Inhabiting both freshwater lakes and shallow seas, Lepidotes was typically about 30 cm long. The body was covered with thick, enamelled scales.

Lepidotes was one of the earliest fish in which the upper jawbones were no longer attached to the jugal bone. This allowed the jaws to be stretched into a 'tube' so that the fish could suck in prey from a greater distance than in previous species. This system is still seen in some modern fish, such as carp.

Lepidotes scales are ovular in shape, and are 18.5 mm long and 3 mm thick at the thickest point. The scales are smooth and shiny on the external surface, with only a few small depressions scattered toward the centre that are shaped like punctures.

Stomach contents of Lepidotes from the Early Jurassic of Germany have found remains of crustacean cuticles, and it is suggested that they fed on relatively soft-bodied prey, which was grasped with the slender marginal teeth, before being crushed by the rounded palatal teeth.

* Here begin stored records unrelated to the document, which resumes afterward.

use serde::{Deserialize, Serialize};

use crate::host::ValueType;

/// Location of an expression in its source unit.
///
/// `start` and `end` are byte offsets, `line` and `column` are 1-based and default to 0 when the
/// host does not supply them.
#[derive(Debug, Clone, Copy, Default, PartialEq, Eq, Hash, Serialize, Deserialize)]
pub struct SourceSpan {
    /// Byte offset of the first character
    pub start: usize,
    /// Byte offset one past the last character
    pub end: usize,
    /// 1-based line of `start`
    #[serde(default)]
    pub line: u32,
    /// 1-based column of `start`
    #[serde(default)]
    pub column: u32,
}

impl SourceSpan {
    /// Create a span from byte offsets without line information
    #[must_use]
    pub fn new(start: usize, end: usize) -> Self {
        Self {
            start,
            end,
            line: 0,
            column: 0,
        }
    }

    /// Attach line and column
    #[must_use]
    pub fn at(mut self, line: u32, column: u32) -> Self {
        self.line = line;
        self.column = column;
        self
    }

    /// Length in bytes
    #[must_use]
    pub fn len(&self) -> usize {
        self.end.saturating_sub(self.start)
    }

    /// Returns `true` for zero-length spans
    #[must_use]
    pub fn is_empty(&self) -> bool {
        self.len() == 0
    }
}

/// A compile-time constant value.
#[derive(Debug, Clone, PartialEq, Deserialize)]
#[serde(untagged)]
pub enum ConstantValue {
    /// `true` / `false`
    Boolean(bool),
    /// Any integral constant
    Integer(i64),
    /// Any floating-point constant
    Float(f64),
    /// A string constant
    String(String),
    /// The `null` literal
    Null,
}

impl ConstantValue {
    /// The string payload, if this is a string constant
    #[must_use]
    pub fn as_str(&self) -> Option<&str> {
        match self {
            ConstantValue::String(value) => Some(value),
            _ => None,
        }
    }
}

/// The shape of an argument expression as far as name resolution is concerned.
///
/// The facts document writes expressions as objects tagged with `kind`:
///
/// ```json
/// {"kind": "literal", "value": "http.request.method"}
/// {"kind": "field_reference", "field": "Attrs.Method", "constant": "http.request.method"}
/// {"kind": "local_reference", "name": "key"}
/// {"kind": "other"}
/// ```
#[derive(Debug, Clone, PartialEq, Deserialize)]
#[serde(tag = "kind", rename_all = "snake_case")]
pub enum Expression {
    /// A literal constant written in place
    Literal {
        /// The literal's value
        value: ConstantValue,
    },
    /// A reference to a named field or member
    FieldReference {
        /// Display name of the referenced member
        field: String,
        /// The member's value if it is a compile-time constant
        #[serde(default)]
        constant: Option<ConstantValue>,
    },
    /// A reference to a local variable or parameter
    LocalReference {
        /// Name of the local
        name: String,
    },
    /// Any other expression (invocation, concatenation, interpolation, ...)
    Other,
}

impl Expression {
    /// A string literal
    pub fn string_literal(value: impl Into<String>) -> Self {
        Expression::Literal {
            value: ConstantValue::String(value.into()),
        }
    }

    /// A reference to a constant field holding `value`
    pub fn constant_field(field: impl Into<String>, value: ConstantValue) -> Self {
        Expression::FieldReference {
            field: field.into(),
            constant: Some(value),
        }
    }
}

/// One argument of a call site.
#[derive(Debug, Clone, PartialEq, Deserialize)]
pub struct Argument {
    /// Location of the argument expression
    pub span: SourceSpan,
    /// The argument expression
    pub expression: Expression,
    /// Static type of the expression, `None` if the host could not determine it
    #[serde(rename = "type", default)]
    pub value_type: Option<ValueType>,
}

impl Argument {
    /// Create an argument without type information
    #[must_use]
    pub fn new(span: SourceSpan, expression: Expression) -> Self {
        Self {
            span,
            expression,
            value_type: None,
        }
    }

    /// Attach the static type of the expression
    #[must_use]
    pub fn with_type(mut self, value_type: ValueType) -> Self {
        self.value_type = Some(value_type);
        self
    }
}

/// A method invocation found in a source unit.
///
/// The receiver type is the fully qualified name of the type that declares the invoked method,
/// e.g. `System.Diagnostics.Activity`.
#[derive(Debug, Clone, PartialEq, Deserialize)]
pub struct CallSite {
    /// Fully qualified name of the callee's declaring type
    pub callee_type: String,
    /// Name of the invoked method
    pub callee_method: String,
    /// Arguments in positional order
    #[serde(default)]
    pub arguments: Vec<Argument>,
}

impl CallSite {
    /// Create a call site without arguments
    pub fn new(callee_type: impl Into<String>, callee_method: impl Into<String>) -> Self {
        Self {
            callee_type: callee_type.into(),
            callee_method: callee_method.into(),
            arguments: Vec::new(),
        }
    }

    /// Append an argument
    #[must_use]
    pub fn with_argument(mut self, argument: Argument) -> Self {
        self.arguments.push(argument);
        self
    }

    /// The attribute name argument (position 0)
    #[must_use]
    pub fn key_argument(&self) -> Option<&Argument> {
        self.arguments.first()
    }

    /// The attribute value argument (position 1)
    #[must_use]
    pub fn value_argument(&self) -> Option<&Argument> {
        self.arguments.get(1)
    }
}

#[cfg(test)]
mod tests {
    use super::*;
    use crate::host::ConcreteType;

    #[test]
    fn test_deserialize_expressions() {
        let literal: Expression =
            serde_json::from_str(r#"{"kind": "literal", "value": "http.route"}"#).unwrap();
        assert_eq!(literal, Expression::string_literal("http.route"));

        let field: Expression = serde_json::from_str(
            r#"{"kind": "field_reference", "field": "Attrs.Route", "constant": "http.route"}"#,
        )
        .unwrap();
        assert_eq!(
            field,
            Expression::constant_field(
                "Attrs.Route",
                ConstantValue::String("http.route".to_string())
            )
        );

        let readonly: Expression =
            serde_json::from_str(r#"{"kind": "field_reference", "field": "Attrs.Route"}"#)
                .unwrap();
        assert!(matches!(
            readonly,
            Expression::FieldReference { constant: None, .. }
        ));

        let local: Expression =
            serde_json::from_str(r#"{"kind": "local_reference", "name": "key"}"#).unwrap();
        assert!(matches!(local, Expression::LocalReference { name } if name == "key"));

        let other: Expression = serde_json::from_str(r#"{"kind": "other"}"#).unwrap();
        assert_eq!(other, Expression::Other);
    }

    #[test]
    fn test_deserialize_constants() {
        let values: Vec<ConstantValue> =
            serde_json::from_str(r#"[true, 42, 1.5, "x", null]"#).unwrap();
        assert_eq!(
            values,
            vec![
                ConstantValue::Boolean(true),
                ConstantValue::Integer(42),
                ConstantValue::Float(1.5),
                ConstantValue::String("x".to_string()),
                ConstantValue::Null,
            ]
        );
        assert_eq!(values[3].as_str(), Some("x"));
        assert_eq!(values[1].as_str(), None);
    }

    #[test]
    fn test_deserialize_call_site() {
        let call: CallSite = serde_json::from_str(
            r#"{
                "callee_type": "System.Diagnostics.Activity",
                "callee_method": "SetTag",
                "arguments": [
                    {"span": {"start": 10, "end": 22, "line": 3, "column": 17},
                     "expression": {"kind": "literal", "value": "http.route"}},
                    {"span": {"start": 24, "end": 29},
                     "expression": {"kind": "local_reference", "name": "route"},
                     "type": {"converted": {"direct": "string"}}}
                ]
            }"#,
        )
        .unwrap();

        let key = call.key_argument().unwrap();
        assert_eq!(key.span, SourceSpan::new(10, 22).at(3, 17));
        assert_eq!(key.value_type, None);

        let value = call.value_argument().unwrap();
        assert_eq!(value.span.line, 0);
        assert_eq!(
            value.value_type.as_ref().map(ValueType::innermost),
            Some(&ConcreteType::String)
        );
    }

    #[test]
    fn test_missing_arguments() {
        let call = CallSite::new("System.Diagnostics.Activity", "SetTag");
        assert!(call.key_argument().is_none());
        assert!(call.value_argument().is_none());

        let call = call.with_argument(Argument::new(
            SourceSpan::new(0, 4),
            Expression::string_literal("a.b"),
        ));
        assert!(call.key_argument().is_some());
        assert!(call.value_argument().is_none());
    }

    #[test]
    fn test_span_len() {
        assert_eq!(SourceSpan::new(4, 10).len(), 6);
        assert!(SourceSpan::new(3, 3).is_empty());
        assert_eq!(SourceSpan::new(10, 4).len(), 0);
    }
}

===Distinguishing characteristics===
Many characteristics were identified by Woodward in 1895, and they are listed below:

- a fusiform trunk only moderately compressed;
- the fact that the marginal teeth are compressed;
- the presence of stouter inner teeth that are smooth;
- ossified ribs;
- very large fin-fulera on all fins;
- that all paired fins are small;
- short and deep dorsal and anal fins;
- very robust, smooth or feebly oriented scales;
- flank scales that are not much deeper than wide;
- scales ventrally nearly as deep as broad;
- and the presence of inconspicuous dorsal and ventral ridge-scales.

== Taxonomy ==
Currently valid species after.

=== L. gigas ===
The type species of the genus, it is known from the Early Jurassic (Toarcian) of Germany.

===L. elvensis===
L. elvensis was described by Ducrotay de Blainville in 1818. It is known from an almost complete specimen housed in the Paris Museum of Natural History. The specimen measures up to 75 cm long. The specimen is from the Upper Lias, in Bavaria. The specimens P. 7406, P. 7407, P. 7408, P. 2014, P. 2054, P. 3529a, P. 3529b, 18992, 18993/94 19662, 32421, and 32422 have all been assigned to this species. The external bones of this species are smooth, but some have sparsely placed coarse tuberculations (protuberances). The frontal bone is more than twice the length of the parietal in the specimens. It also has a comparatively narrow marginal symphysis (articulation). Other specimens are known from France.

===L. semiserratus===
This species was named by Agassiz in 1837 and is known from some incomplete remains. It has been classified as closely related to L. elvensis. It is more elongate than L. elvensis, being four times as long as tall. It also has more sharply angulated sutures between its parietals, and the parietals are also proportionally longer. It is known from the specimens P. 1127, P. 7409, P. 2012, P. 2012a, P. 3527, P. 3528, P. 3528a, P. 5213, P. 5228, P. 6394, P. 7410, and 35556, all from the Upper Lias of Yorkshire, England

=== L. buelowianus ===
Known from the Early Jurassic of (Toarcian) Germany.

=== Reassigned species ===
"Lepidotes" latifrons from the Middle-Late Jurassic of England has been reassigned to the genus Isanichthys. Many other European species from the Late Jurassic-Early Cretaceous have been reassigned to Scheenstia.